El primer peligro no es específico de la relación entre psicología y derecho, sino de todos los procesos de especialización y profesionalización de
la psicología, aunque aquí adquiere matices particulares. En efecto, añade
Ibáñez, lo que se intenta demostrar normalmente es que los conocimientos
producidos por las ciencias psicosociales pueden aplicarse con utilidad
para resolver algunos problemas específicos de tal o cual área. Además, a
partir del momento en que un núcleo ha conseguido cristalizar en el seno
de una especialidad, su desarrollo tiende a autonomizarse y a volverse
relativamente independiente de la ciencia de la que proviene, con todos
los inconvenientes que ello conlleva. Es lo que ha pasado con la psicología jurídica, aunque algo similar deberíamos decir de las demás aplicaciones psicosociales (psicología política, laboral, ambiental, etc.). De hecho,
es innegable que la relación entre el derecho y los saberes psicosociales
ha sido hasta el presente una relación de tipo esencialista instrumental,
basada en el supuesto de que los saberes psicosociales son funcionales
para el correcto proceder del dispositivo jurídico.
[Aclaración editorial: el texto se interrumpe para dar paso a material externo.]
use chrono::{DateTime, Utc};
use dashmap::DashMap;
use std::collections::VecDeque;
use std::sync::Arc;
use std::time::Duration;
use tracing::debug;

use crate::clock::{self, Clock, SystemClock};

pub const DEFAULT_MAX_RECENT: usize = 10;

// Cache entry with its absolute expiry
#[derive(Debug, Clone)]
pub struct CacheEntry<V> {
    pub payload: V,
    pub expires_at: DateTime<Utc>,
}

impl<V> CacheEntry<V> {
    pub fn is_expired(&self, now: DateTime<Utc>) -> bool {
        now > self.expires_at
    }
}

#[derive(Debug)]
pub struct ExpiringCache<V> {
    entries: DashMap<String, CacheEntry<V>>,
    recent: DashMap<u64, VecDeque<String>>,
    max_recent: usize,
    clock: Arc<dyn Clock>,
}

impl<V: Clone> Default for ExpiringCache<V> {
    fn default() -> Self {
        Self::new(DEFAULT_MAX_RECENT)
    }
}

impl<V: Clone> ExpiringCache<V> {
    pub fn new(max_recent: usize) -> Self {
        Self {
            entries: DashMap::new(),
            recent: DashMap::new(),
            max_recent,
            clock: Arc::new(SystemClock),
        }
    }

    pub fn with_clock(mut self, clock: Arc<dyn Clock>) -> Self {
        self.clock = clock;
        self
    }

    pub fn put(&self, key: impl Into<String>, payload: V, ttl: Duration) {
        let expires_at = clock::after(self.clock.now(), ttl);
        self.entries.insert(key.into(), CacheEntry { payload, expires_at });
    }

    // expired entries are evicted on read
    pub fn get(&self, key: &str) -> Option<V> {
        let now = self.clock.now();
        match self.entries.get(key) {
            Some(entry) if !entry.is_expired(now) => return Some(entry.payload.clone()),
            Some(_) => {}
            None => return None,
        }

        // a concurrent put may have refreshed the key since the read
        if self.entries.remove_if(key, |_, entry| entry.is_expired(now)).is_some() {
            debug!(key, "evicted expired cache entry");
        }
        None
    }

    pub fn len(&self) -> usize {
        self.entries.len()
    }

    pub fn is_empty(&self) -> bool {
        self.entries.is_empty()
    }

    pub fn sweep_expired(&self) -> usize {
        let now = self.clock.now();
        let before = self.entries.len();
        self.entries.retain(|_, entry| !entry.is_expired(now));
        let removed = before.saturating_sub(self.entries.len());
        if removed > 0 {
            debug!(removed, "swept expired cache entries");
        }
        removed
    }

    // keywords are trimmed and lowercased, newest first
    pub fn add_recent(&self, user_id: u64, keyword: &str) {
        let keyword = keyword.trim().to_lowercase();
        if keyword.is_empty() {
            return;
        }

        let mut list = self.recent.entry(user_id).or_default();
        list.retain(|existing| existing != &keyword);
        list.push_front(keyword);
        list.truncate(self.max_recent);
    }

    pub fn get_recent(&self, user_id: u64) -> Vec<String> {
        self.recent
            .get(&user_id)
            .map(|list| list.iter().cloned().collect())
            .unwrap_or_default()
    }

    pub fn clear_recent(&self, user_id: u64) {
        if self.recent.remove(&user_id).is_some() {
            debug!(user_id, "cleared recent keywords");
        }
    }
}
Los saberes psicosociales pueden informar con provecho, y por ello mejorar, el quehacer
judicial en casi toda su extensión. Esta línea de colaboración es, sin
duda, fructífera, pero con la condición de que no haga perder de vista lo
que debería constituir la preocupación esencial y la aportación más
genuina de las ciencias psicososociales a la problemática del derecho:
instituir el campo del derecho como objeto de análisis psicosocial.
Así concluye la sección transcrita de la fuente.